Apply this principle:

  • When starting the Hudi demo for the first time on a new machine
  • When restarting the demo after making configuration changes
  • When switching between dev mode (local images) and default mode (Docker Hub images)
  • When debugging service startup failures by understanding the expected startup sequence

Theoretical Basis

Docker Compose Orchestration:

Docker Compose manages multi-container applications through a declarative YAML specification. The Hudi demo compose file defines service dependencies using depends_on and links directives, which control startup ordering. For example, datanode1 depends on namenode, ensuring the HDFS NameNode is running before DataNodes attempt to register. Similarly, hiveserver depends on hivemetastore, which in turn depends on hive-metastore-postgresql.

Architecture-Aware Configuration:

The startup script selects between two compose files based on the host architecture:

COMPOSE_FILE_NAME="docker-compose_hadoop334_hive313_spark353_amd64.yml"
if [ "$(uname -m)" = "arm64" ]; then
  COMPOSE_FILE_NAME="docker-compose_hadoop334_hive313_spark353_arm64.yml"
fi

This ensures that the correct platform-specific images are used without requiring manual configuration. The amd64 and arm64 compose files differ primarily in their platform: directives and potentially in image tags.

Volume Mounting for Development:

The compose configuration mounts the Hudi workspace (${HUDI_WS}) into several containers at /var/hoodie/ws. This bind mount allows containers to access the latest Hudi source code and built artifacts directly from the host filesystem, enabling a rapid edit-test cycle without rebuilding images.

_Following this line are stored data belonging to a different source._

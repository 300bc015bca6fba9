//! Content normalizer: raw bytes to UTF-8 text.
//!
//! Reference folders mix files saved by different editors over many years,
//! so a single encoding cannot be assumed. Decoding walks an explicit,
//! ordered chain of [`Decoder`]s. Every attempt returns a tagged
//! [`DecodeAttempt`] instead of silently substituting replacement
//! characters; the first decoder that accepts the bytes wins.
//!
//! # Default chain
//!
//! 1. **UTF-8**, strict. A leading byte-order mark is stripped.
//! 2. **GB18030**, strict. Under the WHATWG encoding standard the GBK and
//!    GB2312 labels share this decoder, so one attempt covers all three
//!    legacy simplified-Chinese encodings.
//! 3. **Windows-1252**, the permissive single-byte fallback. It maps every
//!    byte.
//!
//! Each step only accepts output free of control characters other than tab,
//! line feed, carriage return and form feed. NUL-laden or escape-laden
//! binary data is rejected even where it happens to be well-formed UTF-8 or
//! GB18030.
//!
//! # Example
//!
//! ```rust
//! use case_context_core::decode::decode_bytes;
//!
//! let decoded = decode_bytes("数据库".as_bytes()).unwrap();
//! assert_eq!(decoded.text, "数据库");
//! assert_eq!(decoded.encoding, "UTF-8");
//! ```

use crate::error::DecodeError;

const UTF8_BOM: &[u8] = &[0xEF, 0xBB, 0xBF];

/// One step in the decoding chain.
#[derive(Debug, Clone, Copy, PartialEq, Eq)]
pub enum Decoder {
    Utf8,
    Gb18030,
    Windows1252,
}

/// Outcome of a single decoder attempt.
#[derive(Debug, Clone, PartialEq, Eq)]
pub enum DecodeAttempt {
    Decoded(String),
    Rejected,
}

/// Successfully decoded content together with the encoding that produced it.
#[derive(Debug, Clone, PartialEq, Eq)]
pub struct Decoded {
    pub text: String,
    pub encoding: &'static str,
}

const DEFAULT_CHAIN: [Decoder; 3] = [Decoder::Utf8, Decoder::Gb18030, Decoder::Windows1252];

impl Decoder {
    /// The chain used for corpus files, in attempt order.
    pub fn default_chain() -> &'static [Decoder] {
        &DEFAULT_CHAIN
    }

    /// Display name of the encoding.
    pub fn name(self) -> &'static str {
        match self {
            Decoder::Utf8 => "UTF-8",
            Decoder::Gb18030 => "GB18030",
            Decoder::Windows1252 => "windows-1252",
        }
    }

    /// Try to decode `bytes` with this decoder only.
    ///
    /// Every decoder rejects output containing control characters other
    /// than tab, line feed, carriage return and form feed.
    pub fn attempt(self, bytes: &[u8]) -> DecodeAttempt {
        let text = match self {
            Decoder::Utf8 => {
                let body = bytes.strip_prefix(UTF8_BOM).unwrap_or(bytes);
                std::str::from_utf8(body).ok().map(str::to_string)
            }
            Decoder::Gb18030 => encoding_rs::GB18030
                .decode_without_bom_handling_and_without_replacement(bytes)
                .map(|text| text.into_owned()),
            Decoder::Windows1252 => {
                let (text, _) = encoding_rs::WINDOWS_1252.decode_without_bom_handling(bytes);
                Some(text.into_owned())
            }
        };
        match text {
            Some(text) if !text.chars().any(is_disallowed_control) => DecodeAttempt::Decoded(text),
            _ => DecodeAttempt::Rejected,
        }
    }
}

fn is_disallowed_control(c: char) -> bool {
    c.is_control() && !matches!(c, '\t' | '\n' | '\r' | '\u{0C}')
}

/// Decode with the default chain.
pub fn decode_bytes(bytes: &[u8]) -> Result<Decoded, DecodeError> {
    decode_with(Decoder::default_chain(), bytes)
}

/// Decode with an explicit chain, returning the first accepted result.
pub fn decode_with(chain: &[Decoder], bytes: &[u8]) -> Result<Decoded, DecodeError> {
    let mut tried = Vec::with_capacity(chain.len());
    for decoder in chain {
        match decoder.attempt(bytes) {
            DecodeAttempt::Decoded(text) => {
                return Ok(Decoded {
                    text,
                    encoding: decoder.name(),
                })
            }
            DecodeAttempt::Rejected => tried.push(decoder.name()),
        }
    }
    Err(DecodeError::Undecodable { tried })
}
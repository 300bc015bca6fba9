//! # Case Context Core
//!
//! Shared, I/O-free logic for Case Context: byte decoding, bilingual keyword
//! extraction, relevance scoring, and budget-bounded context assembly.
//!
//! This crate never touches the filesystem or a clock. The application crate
//! discovers files, reads their bytes, and owns the snapshot cache. Everything
//! here is a pure function of its inputs.
//!
//! ```text
//! bytes ──▶ decode ──▶ keywords ──▶ score ──▶ assemble ──▶ context string
//! ```

pub mod assemble;
pub mod decode;
pub mod error;
pub mod keywords;
pub mod models;
pub mod score;
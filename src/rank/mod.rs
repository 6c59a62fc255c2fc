pub mod growth;
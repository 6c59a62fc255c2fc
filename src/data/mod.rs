pub mod dataset;
pub mod entity;
pub mod filter;
pub mod normalize;
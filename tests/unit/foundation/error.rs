use super::*;

#[test]
fn display_prefixes_are_stable() {
    assert!(
        PopsceneError::validation("x")
            .to_string()
            .contains("validation error:")
    );
    assert!(PopsceneError::load("x").to_string().contains("load error:"));
    assert!(
        PopsceneError::serde("x")
            .to_string()
            .contains("serialization error:")
    );
}

#[test]
fn other_preserves_source() {
    let base = std::io::Error::other("disk gone");
    let err = PopsceneError::Other(anyhow::Error::new(base));
    assert!(err.to_string().contains("disk gone"));
}
//! popscene turns a world-population table into the payloads of a four-scene narrative chart.
//!
//! # Pipeline overview
//!
//! 1. **Load**: CSV -> [`Dataset`] (one [`Observation`] per row, population variant picked by year)
//! 2. **Filter**: window, entity match, validity (see [`filter_window`], [`by_entity`], [`filter_valid`])
//! 3. **Rank**: endpoint growth rates per country ([`GrowthTable`])
//! 4. **Build**: scene index -> [`ScenePayload`] ([`SceneBuilder`])
//! 5. **Navigate**: [`NavEvent`] -> [`SceneState`] -> [`Frame`] ([`Story`])
//!
//! Drawing is left to whatever consumes the payloads; nothing here touches a canvas.
#![forbid(unsafe_code)]

mod config;
mod data;
mod foundation;
mod rank;
mod scene;
mod session;

pub use config::{DEFAULT_TOP_N, FieldConvention, StoryOpts};
pub use data::dataset::{Dataset, LoadReport};
pub use data::entity::{EntityKind, REGIONS, WORLD, is_country};
pub use data::filter::{by_entity, entity_series, filter_valid, filter_window};
pub use data::normalize::{Observation, RawRow, Variant, normalize_row};
pub use foundation::core::{
    LAST_ESTIMATE_YEAR, Population, WINDOW_END_YEAR, WINDOW_START_YEAR, YearWindow,
};
pub use foundation::error::{PopsceneError, PopsceneResult};
pub use kurbo::Vec2;
pub use rank::growth::{GrowthTable, RankOrder, RankedCountry, country_observations, growth_rate};
pub use scene::annotation::{
    AnnotationSpec, COUNTRY_ANNOTATIONS, Presence, REGION_ANNOTATIONS, WORLD_ANNOTATIONS,
    resolve_all,
};
pub use scene::builder::{SceneBuilder, placeholder};
pub use scene::label::{LABEL_GAP_X, LABEL_Y_OVERRIDES, end_labels, label_dy};
pub use scene::model::{
    Annotation, Axes, ChartPayload, Legend, Marker, PopulationUnit, SceneKind, ScenePayload,
    Series, SeriesLabel,
};
pub use session::navigator::{Affordances, NavEvent, SceneState, Transition, apply};
pub use session::story::{Frame, Story, StoryView};
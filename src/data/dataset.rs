use std::fs::File;
use std::io::BufReader;
use std::path::Path;
use std::sync::Arc;

use crate::config::FieldConvention;
use crate::data::normalize::{Observation, RawRow, normalize_row};
use crate::foundation::error::{PopsceneError, PopsceneResult};

/// Row accounting for a single load.
#[derive(Clone, Copy, Debug, Default, PartialEq, Eq, serde::Serialize)]
pub struct LoadReport {
    /// Data rows read, excluding the header.
    pub rows: usize,
    /// Rows dropped because their `Year` was not an integer.
    pub skipped: usize,
    /// Kept rows whose selected population cell was the invalid marker.
    pub invalid_population: usize,
}

/// The normalized source table, loaded once and shared by every scene build.
///
/// Cloning shares the underlying observations.
#[derive(Clone, Debug)]
pub struct Dataset {
    observations: Arc<[Observation]>,
    report: LoadReport,
}

impl Dataset {
    pub fn from_observations(observations: Vec<Observation>) -> Self {
        let invalid_population = observations
            .iter()
            .filter(|o| !o.population.is_valid())
            .count();
        let report = LoadReport {
            rows: observations.len(),
            skipped: 0,
            invalid_population,
        };
        Self {
            observations: observations.into(),
            report,
        }
    }

    /// Read and normalize a CSV table with a header row.
    #[tracing::instrument(skip(r))]
    pub fn from_reader<R: std::io::Read>(r: R, fields: &FieldConvention) -> PopsceneResult<Self> {
        let mut rdr = csv::ReaderBuilder::new().flexible(true).from_reader(r);
        let headers = rdr
            .headers()
            .map_err(|e| PopsceneError::load(format!("read CSV header: {e}")))?
            .clone();
        let columns = ColumnIndex::resolve(&headers, fields)?;

        let mut observations = Vec::new();
        let mut report = LoadReport::default();
        for (i, record) in rdr.records().enumerate() {
            let record =
                record.map_err(|e| PopsceneError::load(format!("read CSV row {}: {e}", i + 1)))?;
            report.rows += 1;

            let raw = columns.view(&record);
            match normalize_row(&raw) {
                Ok(obs) => {
                    if !obs.population.is_valid() {
                        report.invalid_population += 1;
                    }
                    observations.push(obs);
                }
                Err(e) => {
                    tracing::warn!(row = i + 1, entity = raw.entity, "skipping row: {e}");
                    report.skipped += 1;
                }
            }
        }

        if observations.is_empty() {
            tracing::warn!("source table produced no observations");
        }
        tracing::info!(
            rows = report.rows,
            skipped = report.skipped,
            invalid_population = report.invalid_population,
            "loaded population table"
        );

        Ok(Self {
            observations: observations.into(),
            report,
        })
    }

    pub fn from_path(path: impl AsRef<Path>, fields: &FieldConvention) -> PopsceneResult<Self> {
        let path = path.as_ref();
        let f = File::open(path).map_err(|e| {
            PopsceneError::load(format!("open population table '{}': {e}", path.display()))
        })?;
        Self::from_reader(BufReader::new(f), fields)
    }

    pub fn observations(&self) -> &[Observation] {
        &self.observations
    }

    pub fn report(&self) -> LoadReport {
        self.report
    }

    pub fn len(&self) -> usize {
        self.observations.len()
    }

    pub fn is_empty(&self) -> bool {
        self.observations.is_empty()
    }

    /// True when both handles point at the same loaded table.
    pub fn shares_storage_with(&self, other: &Dataset) -> bool {
        Arc::ptr_eq(&self.observations, &other.observations)
    }
}

struct ColumnIndex {
    entity: usize,
    year: usize,
    estimates: usize,
    medium: usize,
}

impl ColumnIndex {
    fn resolve(headers: &csv::StringRecord, fields: &FieldConvention) -> PopsceneResult<Self> {
        let find = |name: &str| {
            headers
                .iter()
                .position(|h| h.trim() == name)
                .ok_or_else(|| PopsceneError::load(format!("CSV header has no '{name}' column")))
        };
        Ok(Self {
            entity: find(&fields.entity)?,
            year: find(&fields.year)?,
            estimates: find(&fields.estimates)?,
            medium: find(&fields.medium)?,
        })
    }

    fn view<'r>(&self, record: &'r csv::StringRecord) -> RawRow<'r> {
        RawRow {
            entity: record.get(self.entity).unwrap_or(""),
            year: record.get(self.year).unwrap_or(""),
            estimates: record.get(self.estimates).unwrap_or(""),
            medium: record.get(self.medium).unwrap_or(""),
        }
    }
}

#[cfg(test)]
#[path = "../../tests/unit/data/dataset.rs"]
mod tests;
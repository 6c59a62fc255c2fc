use std::path::PathBuf;

use anyhow::Context as _;
use clap::{Parser, Subcommand, ValueEnum};
use tracing_subscriber::EnvFilter;

#[derive(Parser, Debug)]
#[command(name = "popscene", version)]
struct Cli {
    /// Story options JSON (data path, column names, window, top-N).
    #[arg(long, global = true)]
    config: Option<PathBuf>,

    /// Population CSV; overrides `data_path` from the config.
    #[arg(long, global = true)]
    data: Option<PathBuf>,

    /// Pretty-print JSON output.
    #[arg(long, global = true)]
    pretty: bool,

    #[command(subcommand)]
    cmd: Command,
}

#[derive(Subcommand, Debug)]
enum Command {
    /// Print the view for one scene index.
    Scene(SceneArgs),
    /// Replay navigation events from the first scene, printing every frame.
    Walk(WalkArgs),
    /// Print the growth ranking used by the country scenes.
    Rank(RankArgs),
}

#[derive(Parser, Debug)]
struct SceneArgs {
    /// Scene index (0-based). Indices past 3 print the placeholder scene.
    #[arg(long, default_value_t = 0)]
    index: usize,
}

#[derive(Parser, Debug)]
struct WalkArgs {
    /// Comma-separated events: `next`, `previous`.
    #[arg(long, value_delimiter = ',')]
    events: Vec<popscene::NavEvent>,
}

#[derive(Parser, Debug)]
struct RankArgs {
    #[arg(long, value_enum, default_value_t = OrderChoice::Slowest)]
    order: OrderChoice,

    /// Number of countries; defaults to the configured top-N.
    #[arg(long)]
    limit: Option<usize>,
}

#[derive(Clone, Copy, Debug, ValueEnum)]
enum OrderChoice {
    Slowest,
    Fastest,
}

#[derive(Debug, serde::Serialize)]
struct RankRow<'a> {
    rank: usize,
    entity: &'a str,
    growth_rate: f64,
    start: Option<f64>,
    end: Option<f64>,
}

fn main() -> anyhow::Result<()> {
    tracing_subscriber::fmt()
        .with_env_filter(
            EnvFilter::try_from_default_env().unwrap_or_else(|_| EnvFilter::new("warn")),
        )
        .with_writer(std::io::stderr)
        .init();

    let cli = Cli::parse();
    let opts = resolve_opts(&cli)?;

    let (story, view) = popscene::Story::launch(&opts);
    let Some(mut story) = story else {
        print_json(&view, cli.pretty)?;
        anyhow::bail!("could not load '{}'", opts.data_path.display());
    };

    match cli.cmd {
        Command::Scene(args) => {
            let frame = story.jump(args.index);
            print_json(&popscene::StoryView::Ready(frame), cli.pretty)
        }
        Command::Walk(args) => {
            let mut frames = vec![story.current()];
            for event in args.events {
                frames.push(story.handle(event));
            }
            print_json(&frames, cli.pretty)
        }
        Command::Rank(args) => cmd_rank(&story, &opts, args, cli.pretty),
    }
}

fn resolve_opts(cli: &Cli) -> anyhow::Result<popscene::StoryOpts> {
    let mut opts = match &cli.config {
        Some(path) => popscene::StoryOpts::from_path(path)
            .with_context(|| format!("read config '{}'", path.display()))?,
        None => popscene::StoryOpts::default(),
    };
    if let Some(data) = &cli.data {
        opts.data_path = data.clone();
    }
    Ok(opts)
}

fn cmd_rank(
    story: &popscene::Story,
    opts: &popscene::StoryOpts,
    args: RankArgs,
    pretty: bool,
) -> anyhow::Result<()> {
    let order = match args.order {
        OrderChoice::Slowest => popscene::RankOrder::Slowest,
        OrderChoice::Fastest => popscene::RankOrder::Fastest,
    };
    let countries = popscene::country_observations(story.dataset().observations(), opts.window);
    let table = popscene::GrowthTable::build(&countries);
    let ranked = table.ranked(order, args.limit.unwrap_or(opts.top_n));

    let rows: Vec<RankRow<'_>> = ranked
        .iter()
        .enumerate()
        .map(|(i, c)| {
            let (start, end) = c.endpoints();
            RankRow {
                rank: i + 1,
                entity: &c.entity,
                growth_rate: c.growth_rate,
                start,
                end,
            }
        })
        .collect();
    print_json(&rows, pretty)
}

fn print_json<T: serde::Serialize>(value: &T, pretty: bool) -> anyhow::Result<()> {
    let out = if pretty {
        serde_json::to_string_pretty(value)
    } else {
        serde_json::to_string(value)
    }
    .context("serialize output JSON")?;
    println!("{out}");
    Ok(())
}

Health Checks and Stabilization:

The compose file includes health check definitions for critical services (NameNode, DataNode, HistoryServer, HiveMetastore). These health checks use HTTP or TCP probes to verify service readiness. The 15-second delay in the startup script provides additional stabilization time for services that may pass health checks before being fully operational. The subsequent in-container setup (Phase 4) depends on HDFS being accessible, which requires both the NameNode and DataNode to be healthy.